__Task to carry out__: Count how many lines below contain the word "Option", then give that number alone.

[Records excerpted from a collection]
/---
//! rcdom element helpers for the content enhancer.
//!
//! Parent links are maintained on every mutation here so the enhancer's
//! existence checks (detached element, already-wrapped table) stay reliable
//! across repeated passes.

use html5ever::tendril::TendrilSink;
use html5ever::{
    ns, parse_document, serialize, serialize::SerializeOpts, serialize::TraversalScope, Attribute,
    LocalName, ParseOpts, QualName,
};
use markup5ever_rcdom::{Handle, Node, NodeData, RcDom, SerializableHandle};
use std::cell::{Cell, RefCell};
use std::rc::Rc;

/// Parse an HTML string into an rcdom tree. Never fails: unparseable input
/// degrades to an empty document.
pub fn parse_html(html: &str) -> RcDom {
    parse_document(RcDom::default(), ParseOpts::default())
        .from_utf8()
        .read_from(&mut html.as_bytes())
        .unwrap_or_default()
}

/// Create an HTML element with attributes.
pub fn create_element(tag: &str, attrs: Vec<(&str, &str)>) -> Handle {
    let qual_name = QualName::new(None, ns!(html), LocalName::from(tag));
    let attributes = attrs
        .into_iter()
        .map(|(name, value)| Attribute {
            name: QualName::new(None, ns!(), LocalName::from(name)),
            value: value.to_string().into(),
        })
        .collect();

    Rc::new(Node {
        parent: Cell::new(None),
        children: RefCell::new(Vec::new()),
        data: NodeData::Element {
            name: qual_name,
            attrs: RefCell::new(attributes),
            template_contents: Default::default(),
            mathml_annotation_xml_integration_point: false,
        },
    })
}

/// Create a text node.
pub fn create_text(text: &str) -> Handle {
    Rc::new(Node {
        parent: Cell::new(None),
        children: RefCell::new(Vec::new()),
        data: NodeData::Text {
            contents: RefCell::new(text.to_string().into()),
        },
    })
}

/// Append `child` to `parent`, keeping the parent link consistent.
pub fn append_child(parent: &Handle, child: &Handle) {
    child.parent.set(Some(Rc::downgrade(parent)));
    parent.children.borrow_mut().push(child.clone());
}

/// The node's parent, if it is still attached.
pub fn parent_of(node: &Handle) -> Option<Handle> {
    let weak = node.parent.take();
    let parent = weak.as_ref().and_then(|w| w.upgrade());
    node.parent.set(weak);
    parent
}

/// Walk parent links up to the document node. `None` means the node sits in a
/// detached subtree.
pub fn owning_document(node: &Handle) -> Option<Handle> {
    let mut current = node.clone();
    loop {
        if matches!(current.data, NodeData::Document) {
            return Some(current);
        }
        current = parent_of(&current)?;
    }
}

/// Whether the node is an element with the given tag name.
pub fn is_element(node: &Handle, tag: &str) -> bool {
    match &node.data {
        NodeData::Element { name, .. } => name.local.as_ref() == tag,
        _ => false,
    }
}

/// Read an attribute value.
pub fn get_attr(node: &Handle, name: &str) -> Option<String> {
    let NodeData::Element { attrs, .. } = &node.data else {
        return None;
    };
    attrs
        .borrow()
        .iter()
        .find(|a| a.name.local.as_ref() == name)
        .map(|a| a.value.to_string())
}

/// Whether the attribute is present, regardless of value.
pub fn has_attr(node: &Handle, name: &str) -> bool {
    get_attr(node, name).is_some()
}

/// Set an attribute, replacing any existing value.
pub fn set_attr(node: &Handle, name: &str, value: &str) {
    let NodeData::Element { attrs, .. } = &node.data else {
        return;
    };
    let mut attrs = attrs.borrow_mut();
    if let Some(existing) = attrs.iter_mut().find(|a| a.name.local.as_ref() == name) {
        existing.value = value.to_string().into();
        return;
    }
    attrs.push(Attribute {
        name: QualName::new(None, ns!(), LocalName::from(name)),
        value: value.to_string().into(),
    });
}

/// Whether the element's `class` attribute contains the given class token.
pub fn has_class(node: &Handle, class: &str) -> bool {
    get_attr(node, "class")
        .map(|value| value.split_whitespace().any(|token| token == class))
        .unwrap_or(false)
}

/// All descendant elements with the given tag, in document order.
pub fn descendant_elements(root: &Handle, tag: &str) -> Vec<Handle> {
    let mut found = Vec::new();
    collect_elements(root, tag, &mut found);
    found
}

/// First descendant element with the given tag, in document order.
pub fn first_descendant_element(root: &Handle, tag: &str) -> Option<Handle> {
    for child in root.children.borrow().iter() {
        if is_element(child, tag) {
            return Some(child.clone());
        }
        if let Some(found) = first_descendant_element(child, tag) {
            return Some(found);
        }
    }
    None
}

fn collect_elements(node: &Handle, tag: &str, found: &mut Vec<Handle>) {
    for child in node.children.borrow().iter() {
        if is_element(child, tag) {
            found.push(child.clone());
        }
        collect_elements(child, tag, found);
    }
}

/// Insert `wrapper` at `target`'s position and move `target` inside it.
/// Returns false (and does nothing) when `target` is detached or not found
/// under its recorded parent.
pub fn wrap_element(target: &Handle, wrapper: &Handle) -> bool {
    let Some(parent) = parent_of(target) else {
        return false;
    };
    {
        let mut children = parent.children.borrow_mut();
        let Some(index) = children.iter().position(|c| Rc::ptr_eq(c, target)) else {
            return false;
        };
        children[index] = wrapper.clone();
    }
    wrapper.parent.set(Some(Rc::downgrade(&parent)));
    wrapper.children.borrow_mut().push(target.clone());
    target.parent.set(Some(Rc::downgrade(wrapper)));
    true
}

/// Replace `old` with `new` under `parent`. `old` ends up detached.
pub fn replace_child(parent: &Handle, old: &Handle, new: &Handle) -> bool {
    {
        let mut children = parent.children.borrow_mut();
        let Some(index) = children.iter().position(|c| Rc::ptr_eq(c, old)) else {
            return false;
        };
        children[index] = new.clone();
    }
    new.parent.set(Some(Rc::downgrade(parent)));
    old.parent.set(None);
    true
}

/// Serialize the node's children to an HTML string.
pub fn inner_html(node: &Handle) -> String {
    let mut output = Vec::new();
    let opts = SerializeOpts {
        traversal_scope: TraversalScope::IncludeNode,
        ..Default::default()
    };
    for child in node.children.borrow().iter() {
        let serializable = SerializableHandle::from(child.clone());
        if serialize(&mut output, &serializable, opts.clone()).is_err() {
            return String::new();
        }
    }
    String::from_utf8(output).unwrap_or_default()
}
\---
__Result of this task__: 4